# DIRECTIONS FOR THIS TASK
Every line holding the word "background" should be copied from the material.

_ _ _ _

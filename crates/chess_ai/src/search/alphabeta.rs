//! Alpha-beta minimax
//!
//! Plain fixed-depth minimax with alpha-beta pruning. White maximises, Black
//! minimises, and every score is from White's point of view, so the leaf
//! evaluator never needs to know whose turn it is.
//!
//! Recursion depth equals the requested depth. Interactive settings cap it
//! at [`crate::constants::MAX_SEARCH_DEPTH`] through [`crate::AiConfig`].

use super::ordering::order_moves;
use crate::constants::SEARCH_INFINITY;
use crate::error::ChessAiResult;
use crate::evaluation::evaluate;
use crate::rules::RulesEngine;
use crate::types::{Score, SearchStats};

/// State of a single search invocation
///
/// A `Searcher` owns nothing but its counters; positions are borrowed and
/// children are derived copy-on-apply. Create one per request.
#[derive(Debug, Default)]
pub struct Searcher {
    pub(super) stats: SearchStats,
}

impl Searcher {
    pub fn new() -> Self {
        Self::default()
    }

    /// Counters accumulated so far
    pub fn stats(&self) -> SearchStats {
        self.stats
    }

    /// Minimax value of `position` searched `depth` plies deep
    ///
    /// Returns `evaluate(position)` at depth 0 or when the game is over.
    /// Otherwise moves are ordered, each child is scored recursively with the
    /// opposite `maximizing` flag, and the scan stops once `beta <= alpha`.
    ///
    /// # Errors
    ///
    /// Propagates the first failure to derive a child position.
    pub fn minimax<P: RulesEngine>(
        &mut self,
        position: &P,
        depth: u8,
        mut alpha: Score,
        mut beta: Score,
        maximizing: bool,
    ) -> ChessAiResult<Score> {
        self.stats.nodes += 1;

        if depth == 0 || position.is_game_over() {
            self.stats.evaluations += 1;
            return Ok(evaluate(position));
        }

        let moves = order_moves(position, position.legal_moves());

        if maximizing {
            let mut max_eval = -SEARCH_INFINITY;
            for mv in &moves {
                let child = position.apply(mv)?;
                let eval = self.minimax(&child, depth - 1, alpha, beta, false)?;
                max_eval = max_eval.max(eval);
                alpha = alpha.max(eval);
                if beta <= alpha {
                    self.stats.cutoffs += 1;
                    break;
                }
            }
            Ok(max_eval)
        } else {
            let mut min_eval = SEARCH_INFINITY;
            for mv in &moves {
                let child = position.apply(mv)?;
                let eval = self.minimax(&child, depth - 1, alpha, beta, true)?;
                min_eval = min_eval.min(eval);
                beta = beta.min(eval);
                if beta <= alpha {
                    self.stats.cutoffs += 1;
                    break;
                }
            }
            Ok(min_eval)
        }
    }
}
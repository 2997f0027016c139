use anyhow::Context;
use chess_ai::{position_from_fen, ChessMove, RulesEngine, SearchCoordinator};
use chessbot::{settings, Cli, GameSession};
use clap::Parser;
use crossbeam_channel::{unbounded, Receiver, TryRecvError};
use std::io::{self, BufRead};
use std::thread;
use std::time::Duration;
use tracing::{info, warn};
use tracing_subscriber::EnvFilter;

fn main() -> anyhow::Result<()> {
    let cli = Cli::parse();

    tracing_subscriber::fmt()
        .with_env_filter(
            EnvFilter::try_from_default_env().unwrap_or_else(|_| EnvFilter::new("info")),
        )
        .init();

    let config = cli.apply_overrides(settings::load_settings(cli.config.as_deref()));
    config.validate().context("invalid AI settings")?;
    if cli.save_config {
        settings::save_settings(&config, cli.config.as_deref())?;
    }

    let position = position_from_fen(&cli.fen).context("invalid starting position")?;
    let coordinator = SearchCoordinator::new(config.clone())?;
    let options = cli.session_options();
    let mut session = GameSession::new(position, coordinator, options);

    info!(
        "[AI] Engine plays {:?} | Depth: {} | Book: {} | Hints: {}",
        cli.engine, config.depth, config.use_opening_book, options.show_hints
    );

    let human_plays = !(options.engine_white && options.engine_black);
    let input = if human_plays {
        println!("Enter moves in coordinate notation (e2e4, e7e8q), `undo` or `quit`.");
        Some(spawn_stdin_reader()?)
    } else {
        None
    };

    println!("{}", session.position().canonical_serialization());
    let frame = Duration::from_millis(cli.frame_ms);

    'game: loop {
        for event in session.tick()? {
            println!("{event}");
        }
        if session.is_over() {
            break;
        }

        if let Some(input) = &input {
            loop {
                let line = match input.try_recv() {
                    Ok(line) => line,
                    Err(TryRecvError::Empty) => break,
                    Err(TryRecvError::Disconnected) => {
                        warn!("[AI] Input closed, leaving the game");
                        break 'game;
                    }
                };
                if line.trim().eq_ignore_ascii_case("quit") {
                    break 'game;
                }
                let before = session.history().len();
                for event in session.submit_input(&line)? {
                    println!("{event}");
                }
                if session.history().len() != before {
                    println!("{}", session.position().canonical_serialization());
                }
            }
        }

        thread::sleep(frame);
    }

    let moves: Vec<String> = session.history().iter().map(|mv| mv.uci()).collect();
    println!("moves: {}", moves.join(" "));
    if let Some(outcome) = session.outcome() {
        println!("result: {outcome}");
    }
    Ok(())
}

/// Read stdin lines on a background thread so the frame loop never blocks
fn spawn_stdin_reader() -> io::Result<Receiver<String>> {
    let (sender, receiver) = unbounded();
    thread::Builder::new()
        .name("chessbot-stdin".to_string())
        .spawn(move || {
            for line in io::stdin().lock().lines() {
                let Ok(line) = line else { break };
                if sender.send(line).is_err() {
                    break;
                }
            }
        })?;
    Ok(receiver)
}
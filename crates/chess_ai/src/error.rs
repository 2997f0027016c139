//! Error types for the move search
//!
//! Every fault the search core can hit is recoverable. Internal functions
//! return [`ChessAiResult`]; the public entry points (`find_best_move`, the
//! opening book lookup, the hint scan) log the error and hand the caller
//! "no move" instead.

use crate::types::TaskKind;
use thiserror::Error;

/// Errors that can occur in the search core
#[derive(Error, Debug)]
pub enum ChessAiError {
    /// Requested search depth outside the supported range
    #[error("Invalid search depth {depth} (must be {min}-{max})")]
    InvalidDepth { depth: u8, min: u8, max: u8 },

    /// Deriving a child position failed mid-search
    #[error("Move application failed during search: {message}")]
    MoveApplication { message: String },

    /// A request of the same kind has not delivered its result yet
    #[error("A {kind} request is already in flight")]
    RequestInFlight { kind: TaskKind },

    /// The background worker thread could not be started
    #[error("Failed to spawn {kind} worker: {source}")]
    WorkerSpawn {
        kind: TaskKind,
        #[source]
        source: std::io::Error,
    },

    /// Position text could not be turned into a playable position
    #[error("Invalid FEN '{fen}': {message}")]
    InvalidFen { fen: String, message: String },

    /// Config file I/O error
    #[error("Config I/O error: {0}")]
    ConfigIo(#[from] std::io::Error),

    /// Config serialization/deserialization error
    #[error("Config serialization error: {0}")]
    ConfigSerialization(#[from] serde_json::Error),
}

/// Result type alias for search core operations
pub type ChessAiResult<T> = Result<T, ChessAiError>;
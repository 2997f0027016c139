//! Alpha-beta minimax search
//!
//! This module implements the move search used by the automated player:
//! - Minimax with alpha-beta pruning, fixed depth (no iterative deepening)
//! - Move ordering at every ply for better pruning
//! - A root driver with first-seen tie-breaking
//! - A shallow hint scan that scores the most promising candidates
//!
//! Positions are never mutated in place; each child is derived with
//! [`crate::rules::RulesEngine::apply`], so siblings and callers always see
//! the unchanged parent.
//!
//! ## Module Organization
//!
//! - `alphabeta` - `Searcher` and the recursive `minimax`
//! - `ordering` - Move ordering heuristics
//! - `root` - Top-level `find_best_move`
//! - `hints` - Top-N candidate scan

mod alphabeta;
mod hints;
mod ordering;
mod root;

pub use alphabeta::Searcher;
pub use hints::top_candidates;
pub use ordering::{move_order_score, order_moves};
pub use root::{analyse, find_best_move, SearchOutcome};
//! Opening book
//!
//! A tiny exact-match book keyed by full FEN (placement, side to move,
//! castling rights, legal en-passant target and both move counters). A
//! position reached by a different move order with different counters is a
//! miss.
//!
//! The table is built once and never modified afterwards, so one instance can
//! be shared between worker threads behind an `Arc`.

use crate::rules::RulesEngine;
use rand::seq::IndexedRandom;
use rand::Rng;
use std::collections::HashMap;
use tracing::{debug, warn};

/// Built-in book lines: position key and candidate replies in UCI
const STANDARD_LINES: [(&str, &[&str]); 4] = [
    (
        "rnbqkbnr/pppppppp/8/8/8/8/PPPPPPPP/RNBQKBNR w KQkq - 0 1",
        &["e2e4", "d2d4", "g1f3", "c2c4"],
    ),
    (
        "rnbqkbnr/pppppppp/8/8/4P3/8/PPPP1PPP/RNBQKBNR b KQkq - 0 1",
        &["e7e5", "c7c5", "e7e6", "c7c6"],
    ),
    (
        "rnbqkbnr/pppp1ppp/8/4p3/4P3/8/PPPP1PPP/RNBQKBNR w KQkq - 0 2",
        &["g1f3", "f1c4", "b1c3"],
    ),
    (
        "rnbqkbnr/pppppppp/8/8/3P4/8/PPP1PPPP/RNBQKBNR b KQkq - 0 1",
        &["d7d5", "g8f6", "e7e6", "c7c5"],
    ),
];

/// Immutable map from position key to candidate moves
#[derive(Debug, Clone, Default)]
pub struct OpeningBook {
    lines: HashMap<String, Vec<String>>,
}

impl OpeningBook {
    /// The built-in four-position book
    pub fn standard() -> Self {
        Self::from_lines(
            STANDARD_LINES
                .iter()
                .map(|(fen, moves)| (*fen, moves.iter().copied())),
        )
    }

    /// Build a book from `(fen, candidates)` pairs
    pub fn from_lines<K, I, S>(lines: impl IntoIterator<Item = (K, I)>) -> Self
    where
        K: Into<String>,
        I: IntoIterator<Item = S>,
        S: Into<String>,
    {
        let lines = lines
            .into_iter()
            .map(|(fen, moves)| (fen.into(), moves.into_iter().map(Into::into).collect()))
            .collect();
        Self { lines }
    }

    /// Number of positions in the book
    pub fn len(&self) -> usize {
        self.lines.len()
    }

    pub fn is_empty(&self) -> bool {
        self.lines.is_empty()
    }

    /// Candidate moves stored for a position key, if any
    pub fn candidates(&self, fen: &str) -> Option<&[String]> {
        self.lines.get(fen).map(Vec::as_slice)
    }

    /// Pick a book move for `position`
    ///
    /// On a hit one candidate is chosen uniformly with `rng` and checked
    /// against the position's legal moves. A miss, an empty entry or an
    /// illegal candidate all return `None` so the caller can fall back to
    /// search.
    pub fn lookup<P, R>(&self, position: &P, rng: &mut R) -> Option<P::Move>
    where
        P: RulesEngine,
        R: Rng + ?Sized,
    {
        let key = position.canonical_serialization();
        let candidates = self.lines.get(&key)?;
        let choice = candidates.choose(rng)?;

        match position.parse_move(choice) {
            Some(mv) => {
                debug!("[BOOK] Hit: {}", choice);
                Some(mv)
            }
            None => {
                warn!("[BOOK] Ignoring illegal book move {} for {}", choice, key);
                None
            }
        }
    }
}
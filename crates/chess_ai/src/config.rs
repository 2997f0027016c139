//! Engine configuration
//!
//! [`AiConfig`] controls how strong the automated player is and how the hint
//! scan behaves. It is plain serde data so the driver can keep it in a JSON
//! settings file; missing fields fall back to their defaults.
//!
//! # Difficulty Levels
//!
//! | Difficulty | Depth |
//! |------------|-------|
//! | Easy       | 2     |
//! | Medium     | 3     |
//! | Hard       | 4     |
//!
//! Depth is the only strength knob: there is no time control.

use crate::constants::{
    DEFAULT_HINT_COUNT, DEFAULT_HINT_POOL, MAX_SEARCH_DEPTH, MIN_SEARCH_DEPTH,
};
use crate::error::{ChessAiError, ChessAiResult};
use serde::{Deserialize, Serialize};
use std::fs;
use std::path::Path;

/// Preset search strengths
#[derive(Debug, Clone, Copy, PartialEq, Eq, Serialize, Deserialize)]
#[serde(rename_all = "lowercase")]
pub enum AiDifficulty {
    Easy,
    Medium,
    Hard,
}

impl AiDifficulty {
    /// Search depth in plies for this level
    pub fn depth(self) -> u8 {
        match self {
            AiDifficulty::Easy => 2,
            AiDifficulty::Medium => 3,
            AiDifficulty::Hard => 4,
        }
    }
}

/// Search and hint settings
#[derive(Debug, Clone, PartialEq, Eq, Serialize, Deserialize)]
#[serde(default)]
pub struct AiConfig {
    /// Fixed search depth in plies
    pub depth: u8,

    /// Consult the opening book before searching
    pub use_opening_book: bool,

    /// Ordered moves examined by the hint scan
    pub hint_pool: usize,

    /// Hints delivered per request
    pub hint_count: usize,

    /// Seed for the opening-book RNG; `None` seeds from the OS
    pub seed: Option<u64>,
}

impl Default for AiConfig {
    fn default() -> Self {
        Self {
            depth: AiDifficulty::Medium.depth(),
            use_opening_book: true,
            hint_pool: DEFAULT_HINT_POOL,
            hint_count: DEFAULT_HINT_COUNT,
            seed: None,
        }
    }
}

impl AiConfig {
    /// Default settings at a preset strength
    pub fn from_difficulty(difficulty: AiDifficulty) -> Self {
        Self {
            depth: difficulty.depth(),
            ..Self::default()
        }
    }

    /// Parse and validate settings from JSON text
    pub fn load_from_json(json: &str) -> ChessAiResult<Self> {
        let config: AiConfig = serde_json::from_str(json)?;
        config.validate()?;
        Ok(config)
    }

    /// Read, parse and validate a settings file
    pub fn load_from_path(path: impl AsRef<Path>) -> ChessAiResult<Self> {
        let contents = fs::read_to_string(path)?;
        Self::load_from_json(&contents)
    }

    /// Write settings as pretty JSON, creating parent directories as needed
    pub fn save_to_path(&self, path: impl AsRef<Path>) -> ChessAiResult<()> {
        let path = path.as_ref();
        if let Some(parent) = path.parent() {
            if !parent.as_os_str().is_empty() && !parent.exists() {
                fs::create_dir_all(parent)?;
            }
        }
        let json = serde_json::to_string_pretty(self)?;
        fs::write(path, json)?;
        Ok(())
    }

    /// Check that the depth is searchable
    ///
    /// # Errors
    ///
    /// [`crate::ChessAiError::InvalidDepth`] when `depth` is outside
    /// `MIN_SEARCH_DEPTH..=MAX_SEARCH_DEPTH`.
    pub fn validate(&self) -> ChessAiResult<()> {
        if (MIN_SEARCH_DEPTH..=MAX_SEARCH_DEPTH).contains(&self.depth) {
            Ok(())
        } else {
            Err(ChessAiError::InvalidDepth {
                depth: self.depth,
                min: MIN_SEARCH_DEPTH,
                max: MAX_SEARCH_DEPTH,
            })
        }
    }
}
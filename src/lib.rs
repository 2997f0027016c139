//! Terminal front end for the `chess_ai` engine
//!
//! - `cli` - Command-line flags and how they override settings
//! - `session` - Non-blocking game loop state (moves, hints, undo, game end)
//! - `settings` - JSON settings file resolution and persistence

pub mod cli;
pub mod session;
pub mod settings;

pub use cli::{Cli, EngineSide};
pub use session::{
    detect_outcome, format_score, GameOutcome, GameSession, SessionEvent, SessionOptions,
};
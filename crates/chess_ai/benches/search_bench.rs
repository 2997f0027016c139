//! Search Benchmarks
//!
//! Performance benchmarks for the evaluator, move ordering and a fixed-depth
//! search using Criterion.

use chess_ai::{
    evaluate, find_best_move, order_moves, position_from_fen, top_candidates, RulesEngine,
};
use criterion::{black_box, criterion_group, criterion_main, Criterion};
use shakmaty::Chess;

const MIDDLEGAME: &str = "r1bq1rk1/ppp2ppp/2np1n2/2b1p3/2B1P3/2NP1N2/PPP2PPP/R1BQ1RK1 w - - 0 8";

fn middlegame() -> Chess {
    position_from_fen(MIDDLEGAME).unwrap_or_default()
}

fn bench_evaluate_starting(c: &mut Criterion) {
    let pos = Chess::default();

    c.bench_function("evaluate_starting_position", |b| {
        b.iter(|| black_box(evaluate(&pos)))
    });
}

fn bench_evaluate_middlegame(c: &mut Criterion) {
    let pos = middlegame();

    c.bench_function("evaluate_middlegame", |b| b.iter(|| black_box(evaluate(&pos))));
}

fn bench_order_moves_middlegame(c: &mut Criterion) {
    let pos = middlegame();

    c.bench_function("order_moves_middlegame", |b| {
        b.iter(|| black_box(order_moves(&pos, RulesEngine::legal_moves(&pos))))
    });
}

fn bench_search_depth_three(c: &mut Criterion) {
    let pos = middlegame();
    let mut group = c.benchmark_group("search");
    group.sample_size(10);

    group.bench_function("find_best_move_depth_3", |b| {
        b.iter(|| black_box(find_best_move(&pos, 3)))
    });
    group.bench_function("top_candidates_depth_3", |b| {
        b.iter(|| black_box(top_candidates(&pos, 3, 6, 3)))
    });
    group.finish();
}

criterion_group!(
    benches,
    bench_evaluate_starting,
    bench_evaluate_middlegame,
    bench_order_moves_middlegame,
    bench_search_depth_three,
);
criterion_main!(benches);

_ _ _ _

# EXERCISE OUTPUT
/// Read stdin lines on a background thread so the frame loop never blocks
    /// The background worker thread could not be started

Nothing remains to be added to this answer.